Jan 02
PALAVRAS DO SANTO PAPA FRANCISCO (Jo 1,19-28)
O Evangelho fala-nos de João Batista (...) descreve-o como «a voz de quem grita no deserto» (v. 3). O deserto, lugar vazio, onde não se comunica, e a voz, meio para falar, parecem duas imagens contraditórias, mas no Batista elas conjugam-se. O deserto. João prega ali, junto do rio Jordão, perto do ponto onde o seu povo, muitos séculos antes, tinha entrado na terra prometida (cf. Js 3,1-17). Ao fazê-lo, é como se dissesse: para escutar Deus, é preciso voltar ao lugar onde, durante quarenta anos, Ele acompanhou, protegeu e educou o seu povo, no deserto. É o lugar do silêncio e da essencialidade, onde não podemos dar-nos ao luxo de nos determos em coisas inúteis, mas devemos concentrar-nos no que é indispensável para viver.
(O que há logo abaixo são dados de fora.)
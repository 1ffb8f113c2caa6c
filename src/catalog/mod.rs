pub mod builtin;
pub mod persistence;
pub mod source;

pub use builtin::builtin_catalog;
pub use persistence::{
    import_prices_csv, load_catalog, load_price_history, save_catalog, CatalogFile,
    PriceHistoryTable,
};
pub use source::{Catalog, EquivalenceSource, PriceSource, StaticCatalog};
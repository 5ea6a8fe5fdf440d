//! Audio file scanner
//!
//! Recursive MP3 discovery under the catalog root. Entries are visited in
//! file-name order so two scans of an unmodified tree return the same
//! sequence.

use std::collections::HashSet;
use std::path::{Path, PathBuf};
use thiserror::Error;
use walkdir::{DirEntry, WalkDir};

/// Audio file scanner errors
#[derive(Debug, Error)]
pub enum ScanError {
    /// Specified path does not exist
    #[error("Path not found: {0}")]
    PathNotFound(PathBuf),

    /// Path exists but is not a directory
    #[error("Not a directory: {0}")]
    NotADirectory(PathBuf),

    /// Root could not be traversed
    #[error("I/O error {0}: {1}")]
    Io(PathBuf, String),
}

/// Enumerates candidate audio files under a root
pub trait Catalog: Send + Sync {
    fn scan(&self, root: &Path) -> Result<Vec<PathBuf>, ScanError>;
}

/// Walkdir-backed catalog of MP3 files
pub struct FileScanner {
    ignore_patterns: Vec<String>,
    max_depth: Option<usize>,
}

impl FileScanner {
    /// Scanner that skips OS metadata, VCS folders and NAS thumbnail
    /// directories (`@eaDir`, `.AppleDouble`)
    pub fn new() -> Self {
        Self {
            ignore_patterns: vec![
                ".DS_Store".to_string(),
                "Thumbs.db".to_string(),
                ".git".to_string(),
                ".AppleDouble".to_string(),
                "@eaDir".to_string(),
            ],
            max_depth: None,
        }
    }

    /// Limit recursion depth (root is depth 0)
    pub fn with_max_depth(mut self, max_depth: usize) -> Self {
        self.max_depth = Some(max_depth);
        self
    }

    /// Check if entry should be processed
    fn should_process_entry(
        &self,
        entry: &DirEntry,
        symlink_visited: &mut HashSet<PathBuf>,
    ) -> bool {
        let file_name = entry.file_name().to_string_lossy();

        // The root itself is never filtered
        if entry.depth() > 0 {
            for pattern in &self.ignore_patterns {
                if file_name.contains(pattern.as_str()) {
                    return false;
                }
            }
        }

        // Detect symlink loops
        if entry.path_is_symlink() {
            if let Ok(canonical) = entry.path().canonicalize() {
                if !symlink_visited.insert(canonical) {
                    tracing::warn!("Symlink loop detected: {}", entry.path().display());
                    return false;
                }
            }
        }

        true
    }

    /// Check if extension is a supported container
    fn is_supported_extension(path: &Path) -> bool {
        path.extension()
            .map(|ext| ext.to_string_lossy().eq_ignore_ascii_case("mp3"))
            .unwrap_or(false)
    }
}

impl Catalog for FileScanner {
    fn scan(&self, root_path: &Path) -> Result<Vec<PathBuf>, ScanError> {
        if !root_path.exists() {
            return Err(ScanError::PathNotFound(root_path.to_path_buf()));
        }

        if !root_path.is_dir() {
            return Err(ScanError::NotADirectory(root_path.to_path_buf()));
        }

        let mut files = Vec::new();
        let mut symlink_visited = HashSet::new();

        let walker = WalkDir::new(root_path)
            .follow_links(true)
            .sort_by_file_name()
            .max_depth(self.max_depth.unwrap_or(usize::MAX))
            .into_iter()
            .filter_entry(|e| self.should_process_entry(e, &mut symlink_visited));

        for entry in walker {
            match entry {
                Ok(entry) => {
                    if entry.file_type().is_file() && Self::is_supported_extension(entry.path()) {
                        files.push(entry.path().to_path_buf());
                    }
                }
                Err(e) if e.depth() == 0 => {
                    return Err(ScanError::Io(root_path.to_path_buf(), e.to_string()));
                }
                Err(e) => {
                    tracing::warn!("Error accessing entry: {}", e);
                    // Continue scanning, don't abort
                }
            }
        }

        tracing::debug!(
            root = %root_path.display(),
            files = files.len(),
            "Catalog scan complete"
        );

        Ok(files)
    }
}

impl Default for FileScanner {
    fn default() -> Self {
        Self::new()
    }
}
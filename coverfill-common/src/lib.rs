//! # Coverfill Common Library
//!
//! Shared code for the coverfill crates:
//! - Error type
//! - Configuration loading (CLI → ENV → TOML → compiled defaults)
//! - Event types and the event bus used to observe a run

pub mod config;
pub mod error;
pub mod events;

pub use error::{Error, Result};
//! Test Helper Utilities
//!
//! Shared utilities for testing coverfill

#![allow(dead_code)]

pub mod event_capture;
pub mod fakes;

// Re-export commonly used items
pub use event_capture::EventCapture;
pub use fakes::{
    build_engine, discovery, snapshot, FakeCatalog, MemoryTagStore, ScriptedCoverSource,
    ScriptedProvider, JPEG,
};
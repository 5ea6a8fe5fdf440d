//! MusicBrainz API client
//!
//! Recording search for metadata lookup and release search for the Cover
//! Art Archive source. MusicBrainz asks for at most one request per second
//! and an identifying User-Agent; both are enforced here.

use crate::config::HttpSettings;
use crate::models::{CanonicalMetadata, LookupOutcome};
use crate::services::metadata_resolver::MetadataProvider;
use crate::services::rate_limiter::RateLimiter;
use async_trait::async_trait;
use serde::de::DeserializeOwned;
use serde::{Deserialize, Serialize};
use std::sync::Arc;
use std::time::Duration;
use thiserror::Error;

const RATE_LIMIT_MS: u64 = 1000; // 1 request per second

/// Releases returned per release search; not every release has artwork
pub const RELEASE_CANDIDATES: usize = 5;

/// MusicBrainz client errors
#[derive(Debug, Error)]
pub enum MBError {
    #[error("Network error: {0}")]
    NetworkError(String),

    #[error("Rate limit exceeded")]
    RateLimitExceeded,

    #[error("API error {0}: {1}")]
    ApiError(u16, String),

    #[error("Parse error: {0}")]
    ParseError(String),
}

/// `/recording?query=` response
#[derive(Debug, Clone, Default, Deserialize, Serialize)]
pub struct MBRecordingSearch {
    #[serde(default)]
    pub recordings: Vec<MBRecording>,
}

/// MusicBrainz Recording
#[derive(Debug, Clone, Deserialize, Serialize)]
pub struct MBRecording {
    /// Recording MBID
    pub id: String,
    pub title: String,
    /// Artist credits; joined with their join phrases for display
    #[serde(rename = "artist-credit", default)]
    pub artist_credit: Vec<MBArtistCredit>,
    /// Releases containing this recording
    #[serde(default)]
    pub releases: Vec<MBRelease>,
}

/// MusicBrainz artist credit
#[derive(Debug, Clone, Deserialize, Serialize)]
pub struct MBArtistCredit {
    /// Display name (may differ from the artist's name for collaborations)
    pub name: String,
    /// Text placed after this credit, e.g. " feat. "
    #[serde(default)]
    pub joinphrase: String,
}

/// `/release?query=` response
#[derive(Debug, Clone, Default, Deserialize, Serialize)]
pub struct MBReleaseSearch {
    #[serde(default)]
    pub releases: Vec<MBRelease>,
}

/// MusicBrainz release
#[derive(Debug, Clone, Deserialize, Serialize)]
pub struct MBRelease {
    /// Release MBID
    pub id: String,
    pub title: String,
}

impl MBRecording {
    /// Credited artist string, e.g. "Daft Punk feat. Romanthony"
    pub fn artist_display(&self) -> String {
        self.artist_credit
            .iter()
            .map(|credit| format!("{}{}", credit.name, credit.joinphrase))
            .collect::<String>()
            .trim()
            .to_string()
    }

    /// Canonical metadata; the first listed release is taken as the album
    pub fn to_metadata(&self) -> Option<CanonicalMetadata> {
        CanonicalMetadata::new(
            &self.artist_display(),
            &self.title,
            self.releases.first().map(|r| r.title.as_str()),
        )
    }
}

/// Quote a value as a Lucene phrase
fn lucene_phrase(value: &str) -> String {
    let escaped = value.trim().replace('\\', "\\\\").replace('"', "\\\"");
    format!("\"{}\"", escaped)
}

/// `recording:"title" AND artist:"artist"`
pub fn build_recording_query(artist: Option<&str>, title: &str) -> String {
    let mut parts = vec![format!("recording:{}", lucene_phrase(title))];
    if let Some(artist) = artist.map(str::trim).filter(|a| !a.is_empty()) {
        parts.push(format!("artist:{}", lucene_phrase(artist)));
    }
    parts.join(" AND ")
}

/// `release:"album" AND artist:"artist"`
pub fn build_release_query(artist: &str, album: &str) -> String {
    format!(
        "release:{} AND artist:{}",
        lucene_phrase(album),
        lucene_phrase(artist)
    )
}

/// MusicBrainz API client
pub struct MusicBrainzClient {
    http_client: reqwest::Client,
    base_url: String,
    rate_limiter: Arc<RateLimiter>,
}

impl MusicBrainzClient {
    pub fn new(settings: &HttpSettings, base_url: &str) -> Result<Self, MBError> {
        let http_client = reqwest::Client::builder()
            .user_agent(settings.user_agent.as_str())
            .timeout(settings.timeout)
            .build()
            .map_err(|e| MBError::NetworkError(e.to_string()))?;

        Ok(Self {
            http_client,
            base_url: base_url.trim_end_matches('/').to_string(),
            rate_limiter: Arc::new(RateLimiter::new(Duration::from_millis(RATE_LIMIT_MS))),
        })
    }

    /// Replace the request spacing (tests use `Duration::ZERO`)
    pub fn with_rate_limit(mut self, min_interval: Duration) -> Self {
        self.rate_limiter = Arc::new(RateLimiter::new(min_interval));
        self
    }

    /// Search recordings by title and optional artist
    pub async fn search_recordings(
        &self,
        artist: Option<&str>,
        title: &str,
    ) -> Result<Vec<MBRecording>, MBError> {
        let query = build_recording_query(artist, title);
        let response: Option<MBRecordingSearch> = self.query_entity("recording", &query, 1).await?;
        Ok(response.map(|r| r.recordings).unwrap_or_default())
    }

    /// Search releases by album and artist
    pub async fn search_releases(
        &self,
        artist: &str,
        album: &str,
    ) -> Result<Vec<MBRelease>, MBError> {
        let query = build_release_query(artist, album);
        let response: Option<MBReleaseSearch> = self.query_entity("release", &query, RELEASE_CANDIDATES).await?;
        Ok(response.map(|r| r.releases).unwrap_or_default())
    }

    /// Rate-limited search; 404 maps to `None`
    async fn query_entity<T: DeserializeOwned>(
        &self,
        entity: &str,
        query: &str,
        limit: usize,
    ) -> Result<Option<T>, MBError> {
        // Rate limit
        self.rate_limiter.wait().await;

        let url = format!("{}/{}", self.base_url, entity);
        let limit = limit.to_string();

        tracing::debug!(url = %url, query = %query, "Querying MusicBrainz API");

        let response = self
            .http_client
            .get(&url)
            .query(&[("query", query), ("fmt", "json"), ("limit", limit.as_str())])
            .header("Accept", "application/json")
            .send()
            .await
            .map_err(|e| MBError::NetworkError(e.to_string()))?;

        let status = response.status();

        if status == 404 {
            return Ok(None);
        }

        if status == 503 {
            return Err(MBError::RateLimitExceeded);
        }

        if !status.is_success() {
            let error_text = response.text().await.unwrap_or_default();
            return Err(MBError::ApiError(status.as_u16(), error_text));
        }

        let body = response
            .json::<T>()
            .await
            .map_err(|e| MBError::ParseError(e.to_string()))?;

        Ok(Some(body))
    }
}

#[async_trait]
impl MetadataProvider for MusicBrainzClient {
    fn name(&self) -> &'static str {
        "MusicBrainz"
    }

    async fn search(&self, artist: Option<&str>, title: &str) -> LookupOutcome {
        match self.search_recordings(artist, title).await {
            Ok(recordings) => recordings
                .iter()
                .find_map(MBRecording::to_metadata)
                .map(LookupOutcome::Match)
                .unwrap_or(LookupOutcome::NoMatch),
            Err(e) => LookupOutcome::Error(e.to_string()),
        }
    }
}
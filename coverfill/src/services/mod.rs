//! Services for the enrichment pipeline

pub mod cover_resolver;
pub mod file_scanner;
pub mod filename_parser;
pub mod itunes_client;
pub mod metadata_resolver;
pub mod musicbrainz_client;
pub mod processed_set;
pub mod rate_limiter;
pub mod tag_store;

pub use cover_resolver::{CoverArtArchiveSource, CoverResolver, CoverSource, ITunesArtworkSource};
pub use file_scanner::{Catalog, FileScanner, ScanError};
pub use filename_parser::parse_filename;
pub use itunes_client::ITunesClient;
pub use metadata_resolver::{MetadataProvider, MetadataResolver};
pub use musicbrainz_client::MusicBrainzClient;
pub use processed_set::ProcessedSet;
pub use rate_limiter::RateLimiter;
pub use tag_store::{Id3TagStore, TagStore, TagStoreError};
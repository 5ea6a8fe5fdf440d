//! Tag and metadata value types
//!
//! Optional fields mean "unknown". Blank strings coming out of a tag
//! container are folded to `None` on construction so that "present" always
//! means "non-empty".

use serde::{Deserialize, Serialize};

/// Snapshot of a file's embedded metadata at one point in time
#[derive(Debug, Clone, Default, PartialEq, Eq, Serialize, Deserialize)]
pub struct TagSnapshot {
    pub artist: Option<String>,
    pub album: Option<String>,
    pub title: Option<String>,
    pub has_embedded_image: bool,
}

impl TagSnapshot {
    /// Build a snapshot from raw tag values, dropping blank fields
    pub fn new(
        artist: Option<String>,
        album: Option<String>,
        title: Option<String>,
        has_embedded_image: bool,
    ) -> Self {
        Self {
            artist: non_blank(artist),
            album: non_blank(album),
            title: non_blank(title),
            has_embedded_image,
        }
    }

    /// Both artist and album present (cover search is possible)
    pub fn has_artist_and_album(&self) -> bool {
        self.artist.is_some() && self.album.is_some()
    }

    /// Artist and album when both are present
    pub fn artist_and_album(&self) -> Option<(&str, &str)> {
        match (&self.artist, &self.album) {
            (Some(artist), Some(album)) => Some((artist.as_str(), album.as_str())),
            _ => None,
        }
    }
}

/// Partial tag update; `None` fields are left untouched
#[derive(Debug, Clone, Default, PartialEq, Eq)]
pub struct TagUpdate {
    pub artist: Option<String>,
    pub album: Option<String>,
    pub title: Option<String>,
}

impl From<&CanonicalMetadata> for TagUpdate {
    fn from(metadata: &CanonicalMetadata) -> Self {
        Self {
            artist: Some(metadata.artist.clone()),
            album: metadata.album.clone(),
            title: Some(metadata.title.clone()),
        }
    }
}

/// Best-effort (artist, title) guess derived from a filename
#[derive(Debug, Clone, Default, PartialEq, Eq)]
pub struct ParsedFilenameGuess {
    pub artist: Option<String>,
    pub title: Option<String>,
}

/// Authoritative metadata returned by a lookup provider
#[derive(Debug, Clone, PartialEq, Eq, Serialize, Deserialize)]
pub struct CanonicalMetadata {
    pub artist: String,
    pub title: String,
    /// A recording may be known without a release
    pub album: Option<String>,
}

impl CanonicalMetadata {
    /// Build canonical metadata; `None` unless artist and title are non-blank
    pub fn new(artist: &str, title: &str, album: Option<&str>) -> Option<Self> {
        let artist = artist.trim();
        let title = title.trim();
        if artist.is_empty() || title.is_empty() {
            return None;
        }

        Some(Self {
            artist: artist.to_string(),
            title: title.to_string(),
            album: album
                .map(str::trim)
                .filter(|a| !a.is_empty())
                .map(str::to_string),
        })
    }
}

fn non_blank(value: Option<String>) -> Option<String> {
    value
        .map(|v| v.trim().to_string())
        .filter(|v| !v.is_empty())
}
//! Resumable catalog runner
//!
//! Wraps whole catalog passes in a fault boundary. A fault escaping a pass
//! (tag container I/O, cover cache I/O, journal I/O, a rescan failure) is
//! logged, the supervisor waits out a cooldown, and the pass restarts from a
//! fresh scan. Files already in the `ProcessedSet` are skipped without any
//! tag or network work, so no file is reconciled twice in one process.
//!
//! The cooldown grows per consecutive fault without progress and is capped;
//! `max_restarts` bounds those consecutive faults when configured. A pass
//! that settled at least one file before faulting resets the count.

use crate::config::SupervisorConfig;
use crate::error::{EnrichError, EnrichResult};
use crate::services::{Catalog, ProcessedSet};
use crate::workflow::ReconciliationEngine;
use chrono::Utc;
use coverfill_common::events::{EnrichEvent, EventBus, PassSummary};
use std::path::Path;
use std::sync::Arc;
use tracing::{error, info, warn};
use uuid::Uuid;

/// Catalog pass supervisor
pub struct ResumableRunner {
    catalog: Arc<dyn Catalog>,
    engine: ReconciliationEngine,
    processed: ProcessedSet,
    supervisor: SupervisorConfig,
    event_bus: EventBus,
    run_id: Uuid,
}

impl ResumableRunner {
    pub fn new(
        catalog: Arc<dyn Catalog>,
        engine: ReconciliationEngine,
        processed: ProcessedSet,
        supervisor: SupervisorConfig,
        event_bus: EventBus,
    ) -> Self {
        Self {
            catalog,
            engine,
            processed,
            supervisor,
            event_bus,
            run_id: Uuid::new_v4(),
        }
    }

    pub fn run_id(&self) -> Uuid {
        self.run_id
    }

    /// Files settled so far (this process and any replayed journal)
    pub fn processed(&self) -> &ProcessedSet {
        &self.processed
    }

    /// Run passes over `root` until one completes
    ///
    /// Returns the summary of the completing pass. Fails immediately if the
    /// very first scan fails, and with `RestartsExhausted` once the restart
    /// limit is reached.
    pub async fn run_catalog(&mut self, root: &Path) -> EnrichResult<PassSummary> {
        let mut attempt = 0u32;
        let mut consecutive_faults = 0u32;

        loop {
            attempt += 1;
            let mut summary = PassSummary::default();

            let fault = match self.run_pass(root, attempt, &mut summary).await {
                Ok(()) => {
                    info!(
                        run_id = %self.run_id,
                        attempt,
                        total = summary.total,
                        already_settled = summary.already_settled,
                        skipped = summary.skipped,
                        enriched = summary.enriched,
                        unresolved = summary.unresolved,
                        "Catalog pass complete"
                    );
                    self.event_bus.emit_lossy(EnrichEvent::PassCompleted {
                        run_id: self.run_id,
                        attempt,
                        summary,
                        timestamp: Utc::now(),
                    });
                    return Ok(summary);
                }
                Err(e @ EnrichError::Catalog(_)) if attempt == 1 => return Err(e),
                Err(e) => e,
            };

            if summary.settled() > 0 {
                consecutive_faults = 0;
            }
            consecutive_faults += 1;

            if !self.supervisor.allows_restart(consecutive_faults - 1) {
                error!(
                    run_id = %self.run_id,
                    attempt,
                    error = %fault,
                    "Catalog pass faulted, restart limit reached"
                );
                return Err(EnrichError::RestartsExhausted {
                    attempts: attempt,
                    last_error: fault.to_string(),
                });
            }

            let delay = self.supervisor.delay_for(consecutive_faults);
            error!(
                run_id = %self.run_id,
                attempt,
                error = %fault,
                retry_in_secs = delay.as_secs_f64(),
                "Catalog pass faulted, restarting after cooldown"
            );
            self.event_bus.emit_lossy(EnrichEvent::PassFaulted {
                run_id: self.run_id,
                attempt,
                error: fault.to_string(),
                retry_in_ms: delay.as_millis().min(u64::MAX as u128) as u64,
                timestamp: Utc::now(),
            });

            tokio::time::sleep(delay).await;
        }
    }

    /// One scan plus one sequential walk over the catalog
    async fn run_pass(
        &mut self,
        root: &Path,
        attempt: u32,
        summary: &mut PassSummary,
    ) -> EnrichResult<()> {
        info!("Scanning: {}", root.display());
        let files = self.catalog.scan(root)?;
        info!("Found {} MP3 files", files.len());

        let total = files.len();
        summary.total = total;
        self.event_bus.emit_lossy(EnrichEvent::PassStarted {
            run_id: self.run_id,
            root: root.to_path_buf(),
            attempt,
            total_files: total,
            timestamp: Utc::now(),
        });

        for (i, file) in files.iter().enumerate() {
            if self.processed.contains(file) {
                summary.already_settled += 1;
                continue;
            }

            info!("({}/{}) Processing: {}", i + 1, total, file.display());
            self.event_bus.emit_lossy(EnrichEvent::FileStarted {
                path: file.clone(),
                index: i + 1,
                total,
                timestamp: Utc::now(),
            });

            let outcome = self.engine.reconcile(file).await.map_err(|e| {
                warn!(path = %file.display(), error = %e, "Reconciliation faulted");
                e
            })?;

            self.processed.insert(file)?;
            summary.record(outcome.state());

            self.event_bus.emit_lossy(EnrichEvent::FileSettled {
                path: file.clone(),
                state: outcome.state(),
                reason: outcome.reason(),
                timestamp: Utc::now(),
            });
        }

        Ok(())
    }
}
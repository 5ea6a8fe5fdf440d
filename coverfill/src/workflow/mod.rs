//! Reconciliation workflow
//!
//! `ReconciliationEngine` settles one file; `ResumableRunner` drives the
//! engine across the catalog and owns the fault boundary.

mod reconciler;
mod runner;

pub use reconciler::ReconciliationEngine;
pub use runner::ResumableRunner;
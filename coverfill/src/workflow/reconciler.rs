//! Per-file reconciliation
//!
//! # State Progression
//! Start → MetadataCheck → [FilenameParse → ExternalLookup → TagWrite → Reread]
//!       → CoverCheck → [CoverLookup → CoverWrite] → Skipped | Enriched | Unresolved
//!
//! With `ReconcileOrder::ImageFirst` an embedded image settles the file as
//! `Skipped` before the metadata check. With the default `MetadataFirst`
//! incomplete tags are repaired first, even when a cover is already present.
//!
//! After a tag write the snapshot is always re-read from the store; later
//! decisions use what the container holds, not what was requested.

use crate::error::{EnrichError, EnrichResult};
use crate::models::{ReconcileOrder, ReconcileOutcome, TagSnapshot, TagUpdate, UnresolvedReason};
use crate::services::{parse_filename, CoverResolver, MetadataResolver, TagStore};
use chrono::Utc;
use coverfill_common::events::{EnrichEvent, EventBus};
use std::path::Path;
use std::sync::Arc;
use tracing::{info, warn};

/// Result of the metadata repair branch
enum MetadataRepair {
    /// Tags written; snapshot re-read from the store
    Reread(TagSnapshot),
    /// Nothing written
    Failed(UnresolvedReason),
}

/// Drives one file to a terminal state
pub struct ReconciliationEngine {
    tag_store: Arc<dyn TagStore>,
    metadata: MetadataResolver,
    covers: CoverResolver,
    order: ReconcileOrder,
    event_bus: EventBus,
}

impl ReconciliationEngine {
    pub fn new(
        tag_store: Arc<dyn TagStore>,
        metadata: MetadataResolver,
        covers: CoverResolver,
        order: ReconcileOrder,
        event_bus: EventBus,
    ) -> Self {
        Self {
            tag_store,
            metadata,
            covers,
            order,
            event_bus,
        }
    }

    /// Reconcile one file
    ///
    /// Only local faults (tag container I/O, cover cache I/O) are errors.
    /// Everything the network could not provide ends as `Unresolved`.
    pub async fn reconcile(&self, path: &Path) -> EnrichResult<ReconcileOutcome> {
        let mut tags = self.tag_store.read(path)?;

        if self.order == ReconcileOrder::ImageFirst && tags.has_embedded_image {
            info!("Cover already exists");
            return Ok(ReconcileOutcome::Skipped);
        }

        let mut repair_failure = None;
        if !tags.has_artist_and_album() {
            info!("Missing metadata, attempting to fetch from filename");
            match self.repair_metadata(path).await? {
                MetadataRepair::Reread(refreshed) => tags = refreshed,
                MetadataRepair::Failed(reason) => repair_failure = Some(reason),
            }
        }

        let Some((artist, album)) = tags.artist_and_album() else {
            warn!("Still missing metadata, skipping cover search");
            let reason = repair_failure.unwrap_or(UnresolvedReason::MetadataIncomplete);
            return Ok(ReconcileOutcome::Unresolved(reason));
        };

        if tags.has_embedded_image {
            info!("Cover already exists");
            return Ok(ReconcileOutcome::Skipped);
        }

        let Some(image_path) = self.covers.resolve(artist, album).await? else {
            warn!("No cover found");
            return Ok(ReconcileOutcome::Unresolved(UnresolvedReason::CoverNotFound));
        };

        let image = tokio::fs::read(&image_path)
            .await
            .map_err(|e| EnrichError::CoverCache(image_path.clone(), e.to_string()))?;
        self.tag_store.write_cover(path, &image)?;

        info!(image = %image_path.display(), "Cover embedded");
        self.event_bus.emit_lossy(EnrichEvent::CoverEmbedded {
            path: path.to_path_buf(),
            image_path: image_path.clone(),
            timestamp: Utc::now(),
        });

        Ok(ReconcileOutcome::Enriched { image_path })
    }

    /// FilenameParse → ExternalLookup → TagWrite → Reread
    async fn repair_metadata(&self, path: &Path) -> EnrichResult<MetadataRepair> {
        let guess = parse_filename(path);

        let Some(title) = guess.title else {
            warn!("Could not parse title from filename");
            self.event_bus.emit_lossy(EnrichEvent::FilenameUnparsable {
                path: path.to_path_buf(),
                timestamp: Utc::now(),
            });
            return Ok(MetadataRepair::Failed(UnresolvedReason::TitleUnparsable));
        };

        self.event_bus.emit_lossy(EnrichEvent::FilenameParsed {
            path: path.to_path_buf(),
            artist: guess.artist.clone(),
            title: title.clone(),
            timestamp: Utc::now(),
        });

        let Some(found) = self
            .metadata
            .resolve(guess.artist.as_deref(), &title, path)
            .await
        else {
            warn!(
                providers = ?self.metadata.provider_names(),
                "Could not find metadata on any provider"
            );
            return Ok(MetadataRepair::Failed(UnresolvedReason::MetadataNotFound));
        };

        self.tag_store.write_tags(path, &TagUpdate::from(&found))?;
        self.event_bus.emit_lossy(EnrichEvent::TagsWritten {
            path: path.to_path_buf(),
            timestamp: Utc::now(),
        });

        // Re-read tags after writing
        Ok(MetadataRepair::Reread(self.tag_store.read(path)?))
    }
}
E esta é uma chamada de atenção sempre atual: para prosseguir no caminho da vida é necessário despojar-se daquele “mais”, pois viver bem não significa encher-se de coisas inúteis, mas livrar-se do supérfluo, para ir ao fundo de si mesmo, para captar o que é verdadeiramente importante diante de Deus. Só se, através do silêncio e da oração, dermos espaço a Jesus, que é a Palavra do Pai, é que nos poderemos libertar da poluição das palavras vãs e da tagarelice. O silêncio e a sobriedade - nas palavras, no uso das coisas, dos meios de comunicação social e das redes sociais - não são apenas “sacrifícios” ou virtudes, são elementos essenciais da vida cristã. (Papa Francisco, Angelus de 10 de dezembro de 2023)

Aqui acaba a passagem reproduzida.